Simplifying On-Premises Infrastructure with Self-Driving Clouds
Remove the complexity of the cloud.
Cloud computing has become a common paradigm for businesses of all types and sizes, but when most of them think of cloud, they think of public cloud providers like Amazon, Microsoft, or Google. While it’s true that businesses can benefit greatly from cloud computing, however, many don't want the cost, performance, and governance concerns of public cloud. That leaves them with the option to build an on-premises or private cloud. But building a private cloud has always been a complex, costly, and time-consuming process, and many companies can’t or don’t want to acquire the cloud-building expertise necessary. Now, cloud infrastructure vendors are beginning to use automation to offer self-driving clouds, and these greatly reduce the overhead of deploying and operating a private cloud. In this article, we’ll look at the requirements for self-driving clouds.
From installation to long-term planning, many cloud management tasks can be automated to create a self-driving cloud.
- Automatic Installation and Configuration
- Integration with Other Clouds and Internal Systems
- Self-Service Application Deployment
- Real-Time Monitoring
- Machine Learning for Long-Term Decision Making
- Hands-Free Upgrades
Simply installing a cloud can be a complex process. One must assemble the necessary servers, storage, and networking resources, and then implement an operating system and cloud software. Wouldn’t it be nice if there was no need for integration or the idea of a “Day 0” went away? Self-driving cloud vendors are starting to implement cloud software that is pre-installed into the operating system image, so that once a server is deployed and powered on, the cloud should come up automatically without IT administrators having to know anything about various services and their persistent stores. The image software should pool together servers, storage, and networking resources to create a highly resilient cloud. Ideally, the user should be able to install a cloud and have it up and running in less than 30 minutes.
Clouds are not designed to work in isolation, so users should be able to quickly connect an on-premises cloud with existing virtualized infrastructure and other public clouds. Ideally, the cloud should allow migration of workloads to and from public clouds so users can “cloudburst” onto public cloud when they need to scale quickly. Another form of cooperation with existing infrastructure is the ability to add existing storage systems and make them part of the cloud through open (i.e., RESTful) APIs. Similarly, most users want to integrate with AD/LDAP as well to have a single source of users and authentication.

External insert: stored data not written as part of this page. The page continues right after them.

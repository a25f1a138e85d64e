//! Maze generation collaborator and the default rooms-and-corridors generator

use rand::{Rng, SeedableRng};
use rand_chacha::ChaCha8Rng;

use super::world::{GenerationError, GenerationOptions, Maze, Point, Room, CORRIDOR, FIRST_ROOM_ID, WALL};

/// Smallest room side the default generator will carve
const MIN_ROOM_SIDE: i32 = 3;
/// Placement attempts allowed per requested room before giving up
const PLACEMENT_ATTEMPTS_PER_ROOM: u32 = 50;

/// Produces a grid plus room metadata. Output is validated by the world
/// store, so implementations may report failure either way.
pub trait MazeGenerator: Send {
    fn generate(&mut self, options: &GenerationOptions) -> Result<Maze, GenerationError>;
}

/// Places non-touching rectangular rooms at random and links each room to the
/// next one with an L-shaped corridor. Room ids follow placement order, so
/// consecutive ids are always connected.
pub struct RoomsAndCorridors {
    rng: ChaCha8Rng,
}

impl RoomsAndCorridors {
    pub fn new() -> Self {
        Self {
            rng: ChaCha8Rng::from_entropy(),
        }
    }

    /// Deterministic generator, for reproducible dungeons
    pub fn seeded(seed: u64) -> Self {
        Self {
            rng: ChaCha8Rng::seed_from_u64(seed),
        }
    }

    fn place_rooms(&mut self, options: &GenerationOptions) -> Result<Vec<Room>, GenerationError> {
        let width = options.width as i32;
        let height = options.height as i32;

        // Keep a one-cell wall border around the grid
        let max_side = (options.average_room_size as i32)
            .min(width - 2)
            .min(height - 2);
        if max_side < MIN_ROOM_SIDE {
            return Err(GenerationError::InvalidOptions(format!(
                "{}x{} grid cannot fit a {}x{} room",
                width, height, MIN_ROOM_SIDE, MIN_ROOM_SIDE
            )));
        }
        let min_side = (max_side / 2).max(MIN_ROOM_SIDE);

        let wanted = options.room_count as usize;
        let mut rooms: Vec<Room> = Vec::with_capacity(wanted);

        let attempts = options.room_count.saturating_mul(PLACEMENT_ATTEMPTS_PER_ROOM);
        for _ in 0..attempts {
            if rooms.len() >= wanted {
                break;
            }

            let w = self.rng.gen_range(min_side..=max_side);
            let h = self.rng.gen_range(min_side..=max_side);
            let x = self.rng.gen_range(1..=width - 1 - w);
            let y = self.rng.gen_range(1..=height - 1 - h);

            if rooms.iter().any(|r| too_close(r, x, y, w, h)) {
                continue;
            }

            let id = FIRST_ROOM_ID + rooms.len() as u32;
            rooms.push(Room::new(id, x, y, w, h));
        }

        Ok(rooms)
    }

    fn carve_corridor(&mut self, grid: &mut [Vec<u32>], from: Point, to: Point) {
        let corner = if self.rng.gen_bool(0.5) {
            Point::new(to.x, from.y)
        } else {
            Point::new(from.x, to.y)
        };
        carve_line(grid, from, corner);
        carve_line(grid, corner, to);
    }
}

impl Default for RoomsAndCorridors {
    fn default() -> Self {
        Self::new()
    }
}

impl MazeGenerator for RoomsAndCorridors {
    fn generate(&mut self, options: &GenerationOptions) -> Result<Maze, GenerationError> {
        options.validate()?;

        let rooms = self.place_rooms(options)?;
        let mut grid = vec![vec![WALL; options.width as usize]; options.height as usize];

        for room in &rooms {
            for y in room.y..room.y + room.height {
                for x in room.x..room.x + room.width {
                    grid[y as usize][x as usize] = room.id;
                }
            }
        }

        let centers: Vec<Point> = rooms.iter().map(Room::center).collect();
        for pair in centers.windows(2) {
            self.carve_corridor(&mut grid, pair[0], pair[1]);
        }

        Ok(Maze {
            grid,
            width: options.width,
            height: options.height,
            rooms,
        })
    }
}

/// True if the candidate rectangle overlaps `room` or touches it without a
/// wall cell in between.
fn too_close(room: &Room, x: i32, y: i32, w: i32, h: i32) -> bool {
    x <= room.x + room.width
        && room.x <= x + w
        && y <= room.y + room.height
        && room.y <= y + h
}

/// Carve a straight horizontal or vertical run. Room cells keep their id.
fn carve_line(grid: &mut [Vec<u32>], from: Point, to: Point) {
    let (x0, x1) = (from.x.min(to.x), from.x.max(to.x));
    let (y0, y1) = (from.y.min(to.y), from.y.max(to.y));

    for y in y0..=y1 {
        for x in x0..=x1 {
            let cell = &mut grid[y as usize][x as usize];
            if *cell == WALL {
                *cell = CORRIDOR;
            }
        }
    }
}
//! Shared utilities

pub mod rate_limit;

The goal for any cloud is to enable various teams to access cloud resources themselves through a point-and-click interface. For example, developers could use this facility to access application development tools, support teams could use it to bring up replicas of customer environments to troubleshoot any support issues, sales could bring up quick PoCs for customer demos, and IT could bring up staging or production deployments of various applications. These steps need to be fully automated, so that one can repeat them without spending too much time. Any cloud solution should provide a self-service interface with pre-built application templates for quick deployment.
To reveal the state of applications and what actions other users have performed, the cloud should be able to monitor events, statistics, and dashboards in real time. IT should be able to get logs and audit the actions of all users. For example, if a service was down since 10 p.m. last night, it is good to know if a user or script mistakenly shut down a VM that provides that service.
Any system as complex as a cloud needs to monitor critical services and help monitor workloads. Companies can spend a lot of manpower resources to perform this function manually, but a self-driving cloud can monitor and heal itself. For example, if any hardware component or software service fails, the system should detect and fix the situation. Then, it can alert the admin about which component had failed, so the admin could take corrective action to restore the capacity of the system.
The self-healing layer takes care of short-term decisions, but IT administrators need another layer of automation that can observe the cloud and applications over a longer period to help optimize the cloud, improve efficiency, and plan for the future. A self-driven cloud platform collects telemetry or operational data and leverages machine learning to guide data scientists as to how to develop algorithms that now model this behavior. The algorithms help customers make decisions.
This machine learning layer should observe cloud usage to do predictive capacity modeling, recommending orders for new servers, for example. It should also determine what sort of servers to add in terms of their CPU, memory, and IO ratio. For instance, if the applications are more CPU-intensive, one should order servers with more cores and less storage. Another area is to help optimize the size of VMs based on utilization.
A learning system can also help users detect any anomalies in your environment. For example, you might notice that suddenly a VM was sending a lot of data to other public IPs because of the machine getting hacked by a bot. Any such security risk can be detected using a smart anomaly detection system. The list of machine learning-based algorithms can get long, but the key is to have a platform where these can be easily added over time.
Upgrading a cloud is like changing the tires on a running car. With a live cloud running a variety of workloads, it is critical that the upgrade process be completely handled by an intelligent software layer, and not by humans who are reading release notes from vendors to figure out the right path to upgrade for their environment.
By meeting the above criteria, vendors can create self-driving cloud platforms that are easy to install and configure, easy to operate, and easy to manage. As enterprises come to trust the artificial intelligence that enables self-driving clouds, they can implement private clouds that deliver the self-service benefits of cloud computing without the complexity and cost it has traditionally required.